Aim of the exercise: Give back the full data character for character.

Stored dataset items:
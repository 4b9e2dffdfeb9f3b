//! Error types for flightlog.
//!
//! This module defines all error types used throughout the flightlog crate,
//! providing detailed context for debugging and user-friendly error messages.

use std::path::PathBuf;
use thiserror::Error;

use crate::schema::ValidationError;

/// The main error type for flightlog operations.
#[derive(Error, Debug)]
pub enum Error {
    // === Storage Errors ===
    /// Failed to read the data file.
    #[error("failed to read flight data from {path}: {source}")]
    StoreRead {
        /// Path to the data file.
        path: PathBuf,
        /// The underlying error.
        #[source]
        source: std::io::Error,
    },

    /// Failed to write the data file.
    #[error("failed to write flight data to {path}: {source}")]
    StoreWrite {
        /// Path to the data file.
        path: PathBuf,
        /// The underlying error.
        #[source]
        source: std::io::Error,
    },

    /// The data file is not a JSON array.
    #[error("flight data in {path} is not valid JSON: {source}")]
    StoreParse {
        /// Path to the data file.
        path: PathBuf,
        /// The underlying error.
        #[source]
        source: serde_json::Error,
    },

    /// An entry of the data file does not have the flight record shape.
    #[error("flight data in {path} has an invalid record at index {index}: {source}")]
    InvalidRecord {
        /// Path to the data file.
        path: PathBuf,
        /// Position of the entry in the array.
        index: usize,
        /// The shape violation.
        #[source]
        source: ValidationError,
    },

    // === Configuration Errors ===
    /// Failed to load configuration.
    #[error("failed to load configuration: {0}")]
    ConfigLoad(Box<figment::Error>),

    /// Configuration validation failed.
    #[error("invalid configuration: {message}")]
    ConfigValidation {
        /// Description of the validation failure.
        message: String,
    },

    // === Console Errors ===
    /// The operator input stream closed before the exit action.
    #[error("input closed before the exit action; unsaved flights were discarded")]
    InputClosed,

    // === I/O Errors ===
    /// File system or console operation failed.
    #[error("I/O error: {0}")]
    Io(#[from] std::io::Error),

    /// Failed to create a required directory.
    #[error("failed to create directory {path}: {source}")]
    DirectoryCreate {
        /// Path that couldn't be created.
        path: PathBuf,
        /// The underlying error.
        #[source]
        source: std::io::Error,
    },

    // === Serialization Errors ===
    /// JSON serialization/deserialization failed.
    #[error("JSON error: {0}")]
    Json(#[from] serde_json::Error),
}

/// A specialized Result type for flightlog operations.
pub type Result<T> = std::result::Result<T, Error>;

impl From<figment::Error> for Error {
    fn from(err: figment::Error) -> Self {
        Self::ConfigLoad(Box::new(err))
    }
}

impl Error {
    /// Create a configuration validation error.
    #[must_use]
    pub fn config_validation(message: impl Into<String>) -> Self {
        Self::ConfigValidation {
            message: message.into(),
        }
    }

    /// Check if this error means the operator input ended early.
    #[must_use]
    pub fn is_input_closed(&self) -> bool {
        matches!(self, Self::InputClosed)
    }

    /// Check if this error comes from a broken data file.
    #[must_use]
    pub fn is_corrupt_data(&self) -> bool {
        matches!(self, Self::StoreParse { .. } | Self::InvalidRecord { .. })
    }

    /// One-line report for the operator, with a hint where one helps.
    #[must_use]
    pub fn report(&self) -> String {
        if self.is_corrupt_data() {
            format!("Error: {self}\nFix or move the data file; it is left untouched.")
        } else {
            format!("Error: {self}")
        }
    }
}

#[cfg(test)]
mod tests {
    use super::*;

    #[test]
    fn test_error_display() {
        let err = Error::InputClosed;
        assert!(err.to_string().contains("input closed"));

        let err = Error::config_validation("data_file must not be empty");
        assert_eq!(
            err.to_string(),
            "invalid configuration: data_file must not be empty"
        );
    }

    #[test]
    fn test_is_input_closed() {
        assert!(Error::InputClosed.is_input_closed());
        assert!(!Error::config_validation("x").is_input_closed());
    }

    #[test]
    fn test_from_io_error() {
        let io_err = std::io::Error::new(std::io::ErrorKind::NotFound, "file not found");
        let err: Error = io_err.into();
        assert!(matches!(err, Error::Io(_)));
        assert!(err.to_string().contains("file not found"));
    }

    #[test]
    fn test_from_json_error() {
        let json_result: std::result::Result<i32, serde_json::Error> =
            serde_json::from_str("not valid json");
        if let Err(json_err) = json_result {
            let err: Error = json_err.into();
            assert!(matches!(err, Error::Json(_)));
        }
    }

    #[test]
    fn test_store_read_error_display() {
        let err = Error::StoreRead {
            path: PathBuf::from("/data/flights.json"),
            source: std::io::Error::new(std::io::ErrorKind::PermissionDenied, "access denied"),
        };
        let msg = err.to_string();
        assert!(msg.contains("/data/flights.json"));
        assert!(msg.contains("access denied"));
    }

    #[test]
    fn test_store_parse_error_is_corrupt() {
        let source = serde_json::from_str::<serde_json::Value>("{").unwrap_err();
        let err = Error::StoreParse {
            path: PathBuf::from("flights.json"),
            source,
        };
        assert!(err.is_corrupt_data());
        assert!(err.to_string().contains("flights.json"));
    }

    #[test]
    fn test_invalid_record_error_display() {
        let err = Error::InvalidRecord {
            path: PathBuf::from("flights.json"),
            index: 3,
            source: ValidationError::MissingField {
                field: crate::flight::FLIGHT_NUMBER_KEY,
            },
        };
        let msg = err.to_string();
        assert!(err.is_corrupt_data());
        assert!(msg.contains("index 3"));
        assert!(msg.contains("номер рейса"));
    }

    #[test]
    fn test_report_uses_display() {
        assert_eq!(
            Error::InputClosed.report(),
            "Error: input closed before the exit action; unsaved flights were discarded"
        );
        assert!(!Error::InputClosed.report().contains("InputClosed"));
    }

    #[test]
    fn test_report_hints_on_corrupt_data() {
        let source = serde_json::from_str::<serde_json::Value>("[").unwrap_err();
        let report = Error::StoreParse {
            path: PathBuf::from("flights.json"),
            source,
        }
        .report();
        assert!(report.starts_with("Error: flight data in flights.json"));
        assert!(report.contains("Fix or move the data file"));
        assert_eq!(report.lines().count(), 2);
    }

    #[test]
    fn test_directory_create_error_display() {
        let io_err = std::io::Error::new(std::io::ErrorKind::PermissionDenied, "access denied");
        let err = Error::DirectoryCreate {
            path: PathBuf::from("/root/forbidden"),
            source: io_err,
        };
        assert!(err.to_string().contains("/root/forbidden"));
        assert!(!err.is_corrupt_data());
    }
}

Response to this exercise:
repository 4b9e2dffdfeb9f3b
//! Error types for flightlog.
//!
//! This module defines all error types used throughout the flightlog crate,
//! providing detailed context for debugging and user-friendly error messages.

use std::path::PathBuf;
use thiserror::Error;

use crate::schema::ValidationError;

/// The main error type for flightlog operations.
#[derive(Error, Debug)]
pub enum Error {
    // === Storage Errors ===
    /// Failed to read the data file.
    #[error("failed to read flight data from {path}: {source}")]
    StoreRead {
        /// Path to the data file.
        path: PathBuf,
        /// The underlying error.
        #[source]
        source: std::io::Error,
    },

    /// Failed to write the data file.
    #[error("failed to write flight data to {path}: {source}")]
    StoreWrite {
        /// Path to the data file.
        path: PathBuf,
        /// The underlying error.
        #[source]
        source: std::io::Error,
    },

    /// The data file is not a JSON array.
    #[error("flight data in {path} is not valid JSON: {source}")]
    StoreParse {
        /// Path to the data file.
        path: PathBuf,
        /// The underlying error.
        #[source]
        source: serde_json::Error,
    },

    /// An entry of the data file does not have the flight record shape.
    #[error("flight data in {path} has an invalid record at index {index}: {source}")]
    InvalidRecord {
        /// Path to the data file.
        path: PathBuf,
        /// Position of the entry in the array.
        index: usize,
        /// The shape violation.
        #[source]
        source: ValidationError,
    },

    // === Configuration Errors ===
    /// Failed to load configuration.
    #[error("failed to load configuration: {0}")]
    ConfigLoad(Box<figment::Error>),

    /// Configuration validation failed.
    #[error("invalid configuration: {message}")]
    ConfigValidation {
        /// Description of the validation failure.
        message: String,
    },

    // === Console Errors ===
    /// The operator input stream closed before the exit action.
    #[error("input closed before the exit action; unsaved flights were discarded")]
    InputClosed,

    // === I/O Errors ===
    /// File system or console operation failed.
    #[error("I/O error: {0}")]
    Io(#[from] std::io::Error),

    /// Failed to create a required directory.
    #[error("failed to create directory {path}: {source}")]
    DirectoryCreate {
        /// Path that couldn't be created.
        path: PathBuf,
        /// The underlying error.
        #[source]
        source: std::io::Error,
    },

    // === Serialization Errors ===
    /// JSON serialization/deserialization failed.
    #[error("JSON error: {0}")]
    Json(#[from] serde_json::Error),
}

/// A specialized Result type for flightlog operations.
pub type Result<T> = std::result::Result<T, Error>;

impl From<figment::Error> for Error {
    fn from(err: figment::Error) -> Self {
        Self::ConfigLoad(Box::new(err))
    }
}

impl Error {
    /// Create a configuration validation error.
    #[must_use]
    pub fn config_validation(message: impl Into<String>) -> Self {
        Self::ConfigValidation {
            message: message.into(),
        }
    }

    /// Check if this error means the operator input ended early.
    #[must_use]
    pub fn is_input_closed(&self) -> bool {
        matches!(self, Self::InputClosed)
    }

    /// Check if this error comes from a broken data file.
    #[must_use]
    pub fn is_corrupt_data(&self) -> bool {
        matches!(self, Self::StoreParse { .. } | Self::InvalidRecord { .. })
    }

    /// One-line report for the operator, with a hint where one helps.
    #[must_use]
    pub fn report(&self) -> String {
        if self.is_corrupt_data() {
            format!("Error: {self}\nFix or move the data file; it is left untouched.")
        } else {
            format!("Error: {self}")
        }
    }
}

#[cfg(test)]
mod tests {
    use super::*;

    #[test]
    fn test_error_display() {
        let err = Error::InputClosed;
        assert!(err.to_string().contains("input closed"));

        let err = Error::config_validation("data_file must not be empty");
        assert_eq!(
            err.to_string(),
            "invalid configuration: data_file must not be empty"
        );
    }

    #[test]
    fn test_is_input_closed() {
        assert!(Error::InputClosed.is_input_closed());
        assert!(!Error::config_validation("x").is_input_closed());
    }

    #[test]
    fn test_from_io_error() {
        let io_err = std::io::Error::new(std::io::ErrorKind::NotFound, "file not found");
        let err: Error = io_err.into();
        assert!(matches!(err, Error::Io(_)));
        assert!(err.to_string().contains("file not found"));
    }

    #[test]
    fn test_from_json_error() {
        let json_result: std::result::Result<i32, serde_json::Error> =
            serde_json::from_str("not valid json");
        if let Err(json_err) = json_result {
            let err: Error = json_err.into();
            assert!(matches!(err, Error::Json(_)));
        }
    }

    #[test]
    fn test_store_read_error_display() {
        let err = Error::StoreRead {
            path: PathBuf::from("/data/flights.json"),
            source: std::io::Error::new(std::io::ErrorKind::PermissionDenied, "access denied"),
        };
        let msg = err.to_string();
        assert!(msg.contains("/data/flights.json"));
        assert!(msg.contains("access denied"));
    }

    #[test]
    fn test_store_parse_error_is_corrupt() {
        let source = serde_json::from_str::<serde_json::Value>("{").unwrap_err();
        let err = Error::StoreParse {
            path: PathBuf::from("flights.json"),
            source,
        };
        assert!(err.is_corrupt_data());
        assert!(err.to_string().contains("flights.json"));
    }

    #[test]
    fn test_invalid_record_error_display() {
        let err = Error::InvalidRecord {
            path: PathBuf::from("flights.json"),
            index: 3,
            source: ValidationError::MissingField {
                field: crate::flight::FLIGHT_NUMBER_KEY,
            },
        };
        let msg = err.to_string();
        assert!(err.is_corrupt_data());
        assert!(msg.contains("index 3"));
        assert!(msg.contains("номер рейса"));
    }

    #[test]
    fn test_report_uses_display() {
        assert_eq!(
            Error::InputClosed.report(),
            "Error: input closed before the exit action; unsaved flights were discarded"
        );
        assert!(!Error::InputClosed.report().contains("InputClosed"));
    }

    #[test]
    fn test_report_hints_on_corrupt_data() {
        let source = serde_json::from_str::<serde_json::Value>("[").unwrap_err();
        let report = Error::StoreParse {
            path: PathBuf::from("flights.json"),
            source,
        }
        .report();
        assert!(report.starts_with("Error: flight data in flights.json"));
        assert!(report.contains("Fix or move the data file"));
        assert_eq!(report.lines().count(), 2);
    }

    #[test]
    fn test_directory_create_error_display() {
        let io_err = std::io::Error::new(std::io::ErrorKind::PermissionDenied, "access denied");
        let err = Error::DirectoryCreate {
            path: PathBuf::from("/root/forbidden"),
            source: io_err,
        };
        assert!(err.to_string().contains("/root/forbidden"));
        assert!(!err.is_corrupt_data());
    }
}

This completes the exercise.